## What needs to be done
In the following listing, find the lines containing "DeltaBuffer" and report them.

## Dataset
..........
use snowpack_core::constants::{BARE_HEIGHT, FULL_HEIGHT};
use snowpack_core::types::CellCoord;

use crate::dirty::{self, DirtyRect};
use crate::field::DeformationField;
use crate::geometry::GridGeometry;
use crate::paint::PaintTarget;

/// Scratch copy of the field geometry that records the lowest target height
/// painted into each cell. One buffer per actor lets contacts paint
/// independently; `DeformationField::merge` folds them back in any order.
#[derive(Debug, Clone)]
pub struct DeltaBuffer {
    geometry: GridGeometry,
    heights: Vec<f32>,
    touched: Option<DirtyRect>,
}

impl DeltaBuffer {
    /// Empty buffer with the same geometry as `field`.
    pub fn for_field(field: &DeformationField) -> Self {
        Self::with_geometry(*field.geometry())
    }

    pub fn with_geometry(geometry: GridGeometry) -> Self {
        Self {
            heights: vec![FULL_HEIGHT; geometry.cell_count()],
            geometry,
            touched: None,
        }
    }

    #[inline]
    pub fn height(&self, cell: CellCoord) -> f32 {
        self.heights[cell.index(self.geometry.resolution())]
    }

    /// Bounding rectangle of painted cells.
    pub fn touched(&self) -> Option<DirtyRect> {
        self.touched
    }

    pub fn is_empty(&self) -> bool {
        self.touched.is_none()
    }

    /// Combine another buffer into this one (per-cell minimum).
    pub fn absorb(&mut self, other: &DeltaBuffer) {
        let Some(rect) = other.touched else {
            return;
        };
        for cell in rect.cells() {
            self.stamp(cell, other.height(cell));
        }
    }

    /// Forget all painting, keeping the allocation for the next tick.
    pub fn clear(&mut self) {
        if let Some(rect) = self.touched.take() {
            let n = self.geometry.resolution();
            for cell in rect.cells() {
                self.heights[cell.index(n)] = FULL_HEIGHT;
            }
        }
    }
}

impl PaintTarget for DeltaBuffer {
    fn geometry(&self) -> &GridGeometry {
        &self.geometry
    }

    fn stamp(&mut self, cell: CellCoord, target_height: f32) {
        let idx = cell.index(self.geometry.resolution());
        let target = target_height.max(BARE_HEIGHT);
        if target < self.heights[idx] {
            self.heights[idx] = target;
            dirty::mark(&mut self.touched, cell);
        }
    }
}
..........
## Answer to this task
pub struct DeltaBuffer {
impl DeltaBuffer {
    pub fn absorb(&mut self, other: &DeltaBuffer) {
impl PaintTarget for DeltaBuffer {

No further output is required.